With the axe still hanging over the data mine that helped kill off the GP co-payment and busted the six-minute-medicine myth, doctors are contemplating the unthinkable.

A world without BEACH.

The key centre of Australian general practice research, admired around the world for its unique data collection and analysis, has been guaranteed only a 12-month lifeline by the University of Sydney while it attempts to resolve a funding crisis.

BEACH (Bettering the Evaluation and Care of Health) has seen a fall in its mainstay income from contracts with drug companies and public agencies, but the Health Department’s abrupt decision to cut off its $300,000 annual contribution – about 18% of its operating costs – came as a shock.

“We did get a letter saying all funds would be put into a competitive grant round, and so it would be advertised, but nothing like that has happened. Has the money disappeared? I don’t know,” Professor Helena Britt, director of the university’s Family Medicine Research Centre, told TMR.

Explaining the pre-budget ambush, the department said it was not a major funder of BEACH and that it wanted a more contemporary approach to GP research.

 “The government recognises the value of primary healthcare research and data and the value of a robust evidence base to inform decision-making,” a Health spokeswoman said.

“However, current reforms in primary healthcare require a refreshed approach to research and data.”

She cited a need to ensure “best value for money within an environment of scarce resources”, saying the department would seek “more contemporary means of accessing general practice and primary healthcare data to guide decision-making”.

GP software provider Medical Director has signalled interest in stepping up, using its general practice research network system which it says harvests and de-identifies doctor-patient data with minimal burden on practitioners.

Asked if the company intended to bid for a department of health contract, chief executive Phil Offer said: “Medical Director is always happy to talk with government on ways we can work together.”
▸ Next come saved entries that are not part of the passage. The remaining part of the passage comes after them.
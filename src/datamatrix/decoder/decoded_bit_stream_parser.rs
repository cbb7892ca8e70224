/*
 * Copyright 2010 ZXing authors
 *
 * Licensed under the Apache License, Version 2.0 (the "License");
 * you may not use this file except in compliance with the License.
 * You may obtain a copy of the License at
 *
 *      http://www.apache.org/licenses/LICENSE-2.0
 *
 * Unless required by applicable law or agreed to in writing, software
 * distributed under the License is distributed on an "AS IS" BASIS,
 * WITHOUT WARRANTIES OR CONDITIONS OF ANY KIND, either express or implied.
 * See the License for the specific language governing permissions and
 * limitations under the License.
 */

use crate::result::DecoderRXingResult;
use crate::Exceptions;

const PAD_ENCODATION: u8 = 0;
const ASCII_ENCODATION: u8 = 1;
const C40_ENCODATION: u8 = 2;
const TEXT_ENCODATION: u8 = 3;
const ANSI_X12_ENCODATION: u8 = 4;
const EDIFACT_ENCODATION: u8 = 5;
const BASE256_ENCODATION: u8 = 6;

/// Decodes the de-interleaved, error-corrected data codeword stream of
/// a Data Matrix symbol into text: codeword 0-255 values switch among
/// six encodation schemes (plain ASCII/digit-pairs, the three-values-
/// per-two-bytes C40/Text/ANSI X12 family, 6-bit-packed EDIFACT, and
/// raw Base 256 bytes), each mode staying active until another mode
/// switch or unlatch codeword appears.
pub fn decode(bytes: &[u8]) -> Result<DecoderRXingResult, Exceptions> {
    let mut result = String::new();
    let mut byte_segments: Vec<Vec<u8>> = Vec::new();
    let mut index = 0usize;
    let mut mode = ASCII_ENCODATION;

    while index < bytes.len() && mode != PAD_ENCODATION {
        mode = match mode {
            ASCII_ENCODATION => decode_ascii_segment(bytes, &mut index, &mut result)?,
            C40_ENCODATION => {
                decode_c40_segment(bytes, &mut index, &mut result)?;
                ASCII_ENCODATION
            }
            TEXT_ENCODATION => {
                decode_text_segment(bytes, &mut index, &mut result)?;
                ASCII_ENCODATION
            }
            ANSI_X12_ENCODATION => {
                decode_ansi_x12_segment(bytes, &mut index, &mut result)?;
                ASCII_ENCODATION
            }
            EDIFACT_ENCODATION => {
                decode_edifact_segment(bytes, &mut index, &mut result)?;
                ASCII_ENCODATION
            }
            BASE256_ENCODATION => {
                let segment = decode_base256_segment(bytes, &mut index)?;
                result.push_str(&guess_charset(&segment));
                byte_segments.push(segment);
                ASCII_ENCODATION
            }
            _ => return Err(Exceptions::format_with("invalid Data Matrix mode")),
        };
    }

    Ok(DecoderRXingResult::new(bytes.to_vec(), result).with_byte_segments(byte_segments))
}

/// Heuristic charset guess for a Base 256 byte run: UTF-8 if valid,
/// otherwise a byte-for-byte Latin-1 mapping so decoding never fails.
fn guess_charset(bytes: &[u8]) -> String {
    match std::str::from_utf8(bytes) {
        Ok(s) => s.to_owned(),
        Err(_) => encoding_rs::mem::decode_latin1(bytes).into_owned(),
    }
}

fn decode_ascii_segment(bytes: &[u8], index: &mut usize, result: &mut String) -> Result<u8, Exceptions> {
    let mut upper_shift = false;
    loop {
        if *index >= bytes.len() {
            return Ok(PAD_ENCODATION);
        }
        let one_byte = bytes[*index] as u32;
        *index += 1;

        if one_byte == 0 {
            return Err(Exceptions::format_with("unexpected Data Matrix codeword 0"));
        } else if one_byte <= 128 {
            let value = if upper_shift { one_byte + 128 } else { one_byte };
            upper_shift = false;
            result.push((value - 1) as u8 as char);
            return Ok(ASCII_ENCODATION);
        } else if one_byte == 129 {
            return Ok(PAD_ENCODATION);
        } else if one_byte <= 229 {
            let value = one_byte - 130;
            result.push(char::from_digit(value / 10, 10).unwrap());
            result.push(char::from_digit(value % 10, 10).unwrap());
        } else if one_byte == 230 {
            return Ok(C40_ENCODATION);
        } else if one_byte == 231 {
            return Ok(BASE256_ENCODATION);
        } else if one_byte == 232 {
            result.push('\u{1D}');
        } else if one_byte == 233 || one_byte == 234 {
            // Structured Append / Reader Programming: consume and ignore.
            if one_byte == 233 {
                *index += 2;
            }
        } else if one_byte == 235 {
            upper_shift = true;
        } else if one_byte == 236 {
            result.push_str("[)>\u{1E}05\u{1D}");
        } else if one_byte == 237 {
            result.push_str("[)>\u{1E}06\u{1D}");
        } else if one_byte == 238 {
            return Ok(ANSI_X12_ENCODATION);
        } else if one_byte == 239 {
            return Ok(EDIFACT_ENCODATION);
        } else if one_byte == 240 {
            parse_eci(bytes, index)?;
        } else if one_byte == 254 {
            // Unlatch within ASCII itself is a no-op.
        } else {
            return Err(Exceptions::format_with("unsupported Data Matrix ASCII codeword"));
        }
    }
}

fn parse_eci(bytes: &[u8], index: &mut usize) -> Result<u32, Exceptions> {
    let read = |i: &mut usize| -> Result<u32, Exceptions> {
        let b = *bytes.get(*i).ok_or_else(|| Exceptions::format_with("truncated Data Matrix ECI"))? as u32;
        *i += 1;
        Ok(b)
    };
    let first = read(index)?;
    if (1..=127).contains(&first) {
        Ok(first - 1)
    } else if (128..=191).contains(&first) {
        let second = read(index)?;
        Ok(127 + (first - 128) * 254 + (second - 1))
    } else {
        let second = read(index)?;
        let third = read(index)?;
        Ok(16511 + (first - 192) * 254 * 254 + (second - 1) * 254 + (third - 1))
    }
}

/// Unpacks a run of C40/Text/ANSI X12 codewords into base-40 "values":
/// each pair of codewords holds three tri-valued symbols in `[0, 40)`,
/// packed as `(first-1)*256 + (second-1) = v0*1600 + v1*40 + v2`.
fn next_triple(bytes: &[u8], index: &mut usize) -> Result<Option<[u32; 3]>, Exceptions> {
    if *index >= bytes.len() {
        return Ok(None);
    }
    let first_byte = bytes[*index] as u32;
    if first_byte == 254 {
        *index += 1;
        return Ok(None);
    }
    if *index + 1 >= bytes.len() {
        *index += 1;
        return Ok(None);
    }
    let second_byte = bytes[*index + 1] as u32;
    *index += 2;
    let full_bit_value = (first_byte - 1) * 256 + (second_byte - 1);
    Ok(Some([full_bit_value / 1600, (full_bit_value % 1600) / 40, full_bit_value % 40]))
}

const SHIFT2_SET: [char; 27] = [
    '!', '"', '#', '$', '%', '&', '\'', '(', ')', '*', '+', ',', '-', '.', '/', ':', ';', '<', '=', '>', '?', '@', '[', '\\', ']', '^', '_',
];

fn decode_c40_segment(bytes: &[u8], index: &mut usize, result: &mut String) -> Result<(), Exceptions> {
    let mut shift = 0u8;
    let mut upper_shift = false;

    'outer: while let Some(values) = next_triple(bytes, index)? {
        for &c_value in &values {
            match shift {
                1 => {
                    result.push(apply_upper_shift(c_value as u8 as char, &mut upper_shift));
                    shift = 0;
                }
                2 => {
                    if c_value < 27 {
                        result.push(apply_upper_shift(SHIFT2_SET[c_value as usize], &mut upper_shift));
                    } else if c_value == 27 {
                        result.push('\u{1D}');
                    } else if c_value == 30 {
                        upper_shift = true;
                    } else {
                        return Err(Exceptions::format_with("invalid C40 shift-2 value"));
                    }
                    shift = 0;
                }
                3 => {
                    result.push(apply_upper_shift((c_value as u8).wrapping_add(224) as char, &mut upper_shift));
                    shift = 0;
                }
                _ => {
                    if c_value < 3 {
                        shift = (c_value + 1) as u8;
                    } else if c_value == 3 {
                        result.push(apply_upper_shift(' ', &mut upper_shift));
                    } else if c_value <= 13 {
                        result.push(apply_upper_shift(char::from_digit(c_value - 4, 10).unwrap(), &mut upper_shift));
                    } else if c_value <= 39 {
                        result.push(apply_upper_shift((b'A' + (c_value - 14) as u8) as char, &mut upper_shift));
                    } else {
                        return Err(Exceptions::format_with("invalid C40 basic value"));
                    }
                }
            }
        }
        if bytes.get(*index).is_none() {
            break 'outer;
        }
    }
    Ok(())
}

fn decode_text_segment(bytes: &[u8], index: &mut usize, result: &mut String) -> Result<(), Exceptions> {
    let mut shift = 0u8;
    let mut upper_shift = false;

    while let Some(values) = next_triple(bytes, index)? {
        for &c_value in &values {
            match shift {
                1 => {
                    result.push(apply_upper_shift(c_value as u8 as char, &mut upper_shift));
                    shift = 0;
                }
                2 => {
                    if c_value < 27 {
                        result.push(apply_upper_shift(SHIFT2_SET[c_value as usize], &mut upper_shift));
                    } else if c_value == 27 {
                        result.push('\u{1D}');
                    } else if c_value == 30 {
                        upper_shift = true;
                    } else {
                        return Err(Exceptions::format_with("invalid Text shift-2 value"));
                    }
                    shift = 0;
                }
                3 => {
                    let ch = match c_value {
                        0 => '`',
                        1..=26 => (b'A' + (c_value - 1) as u8) as char,
                        27 => '{',
                        28 => '|',
                        29 => '}',
                        30 => '~',
                        31 => 127u8 as char,
                        _ => return Err(Exceptions::format_with("invalid Text shift-3 value")),
                    };
                    result.push(apply_upper_shift(ch, &mut upper_shift));
                    shift = 0;
                }
                _ => {
                    if c_value < 3 {
                        shift = (c_value + 1) as u8;
                    } else if c_value == 3 {
                        result.push(apply_upper_shift(' ', &mut upper_shift));
                    } else if c_value <= 13 {
                        result.push(apply_upper_shift(char::from_digit(c_value - 4, 10).unwrap(), &mut upper_shift));
                    } else if c_value <= 39 {
                        result.push(apply_upper_shift((b'a' + (c_value - 14) as u8) as char, &mut upper_shift));
                    } else {
                        return Err(Exceptions::format_with("invalid Text basic value"));
                    }
                }
            }
        }
    }
    Ok(())
}

fn apply_upper_shift(ch: char, upper_shift: &mut bool) -> char {
    if *upper_shift && (ch as u32) < 128 {
        *upper_shift = false;
        char::from_u32(ch as u32 + 128).unwrap_or(ch)
    } else {
        *upper_shift = false;
        ch
    }
}

fn decode_ansi_x12_segment(bytes: &[u8], index: &mut usize, result: &mut String) -> Result<(), Exceptions> {
    while let Some(values) = next_triple(bytes, index)? {
        for &c_value in &values {
            let ch = match c_value {
                0 => '\r',
                1 => '*',
                2 => '>',
                3 => ' ',
                4..=13 => char::from_digit(c_value - 4, 10).unwrap(),
                14..=39 => (b'A' + (c_value - 14) as u8) as char,
                _ => return Err(Exceptions::format_with("invalid ANSI X12 value")),
            };
            result.push(ch);
        }
    }
    Ok(())
}

/// Unpacks four 6-bit EDIFACT values out of every three codeword bytes,
/// continuing until the 0x1F unlatch value appears or the codewords
/// run out; the final partial codeword following an unlatch is simply
/// left unread since it carries no data.
fn decode_edifact_segment(bytes: &[u8], index: &mut usize, result: &mut String) -> Result<(), Exceptions> {
    let mut bit_buffer: u32 = 0;
    let mut bits_in_buffer = 0u32;

    loop {
        if bits_in_buffer < 6 {
            if *index >= bytes.len() {
                return Ok(());
            }
            bit_buffer = (bit_buffer << 8) | bytes[*index] as u32;
            bits_in_buffer += 8;
            *index += 1;
        }

        let edifact_value = (bit_buffer >> (bits_in_buffer - 6)) & 0x3F;
        bits_in_buffer -= 6;

        if edifact_value == 0x1F {
            return Ok(());
        }

        let ch = if edifact_value & 0x20 == 0 { edifact_value | 0x40 } else { edifact_value };
        result.push(ch as u8 as char);
    }
}

fn unrandomize_255_state(randomized_base256_codeword: u8, base256_codeword_position: usize) -> u8 {
    let pseudo_random_number = ((149 * base256_codeword_position) % 255) + 1;
    let temp_variable = randomized_base256_codeword as i32 - pseudo_random_number as i32;
    if temp_variable < 0 {
        (temp_variable + 256) as u8
    } else {
        temp_variable as u8
    }
}

fn decode_base256_segment(bytes: &[u8], index: &mut usize) -> Result<Vec<u8>, Exceptions> {
    let codeword_position = *index + 1;
    let d1 = unrandomize_255_state(*bytes.get(*index).ok_or_else(|| Exceptions::format_with("truncated Base 256 segment"))?, codeword_position);
    *index += 1;

    let count = if d1 == 0 {
        bytes.len() - *index
    } else if d1 < 250 {
        d1 as usize
    } else {
        let d2 = unrandomize_255_state(*bytes.get(*index).ok_or_else(|| Exceptions::format_with("truncated Base 256 segment"))?, codeword_position + 1);
        *index += 1;
        250 * (d1 as usize - 249) + d2 as usize
    };

    let mut result = Vec::with_capacity(count);
    for i in 0..count {
        let pos = *index + i;
        let b = *bytes.get(pos).ok_or_else(|| Exceptions::format_with("truncated Base 256 segment"))?;
        result.push(unrandomize_255_state(b, codeword_position + 1 + i));
    }
    *index += count;
    Ok(result)
}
But GPs say the dumping of the gold standard of general practice research, along with the defunding of the Primary Health Care Research and Information Service and the Australian Primary Health Care Research Institute, is unacceptable.

Dr Ewen McPhee, president of the Rural Doctors Association of Australia, said the disinvestment was bizarre and a cause for alarm.

“Because the details are sketchy, we are all very worried. To be disinvesting in primary care research when it’s given the biggest bang for the buck in terms of improving the care of Australians is a big concern,” he said.

The association was seeking “urgent clarification” of a department proposal to establish a new “Health Policy Research and Data Program” to cover primary healthcare research, with an anticipated start date of July 1.

The AMA and the RACGP have deplored the government’s decision and protested the lack of transparency.

Both say the purpose-built BEACH, developed with the help of 11,000 GPs over years, is the only source of valid, reliable and independent data about general practice in Australia.

“BEACH data allows us to measure patterns and change over time, providing valuable insight into the delivery of patient care, including consultation time, the number of problems managed in each encounter, and treatment provided,” RACGP President Dr Frank Jones said.

“None of this can be gleaned from the Medicare benefits schedule, pharmaceutical benefits scheme and hospital data.”

The AMA says BEACH has driven significant policy outcomes – and at bargain rates.

In its 18 years of existence, BEACH has got by on a total of $26 million, of which the commonwealth contributed only $4.6 million, or less than 20% of annual costs.

Before the 12-month reprieve was organised, TMR understands the department even rejected a plea to cover the cost of publishing a final run of BEACH reports, suggesting a tight-fisted mood in Canberra.

Dr Nick Zwar, professor of general practice at the University of NSW, said the flurry of disinvestment was ironic, coming after the Health Minister Sussan Ley’s primary healthcare advisory group had stressed to her the importance of good data.

He said routine data sets could not match the program’s systematic records of problems and their management, how GPs worked and information on morbidity and treatment.

“Routine data might one day fill that gap, but it doesn’t today.”

So what, given the uncertainty surrounding electronic health records and the unknown quality of research expected from the new primary health networks, explains the haste to see off BEACH?

Dr Brian Morton, chair of the AMA’s council of general practice, said a cynic might also take the view that BEACH data often did not suit the government’s narrative.

“They’d like to say high-volume GP care is driving up Medicare costs… and BEACH is able to come up with data showing average consult times are longer,” he said.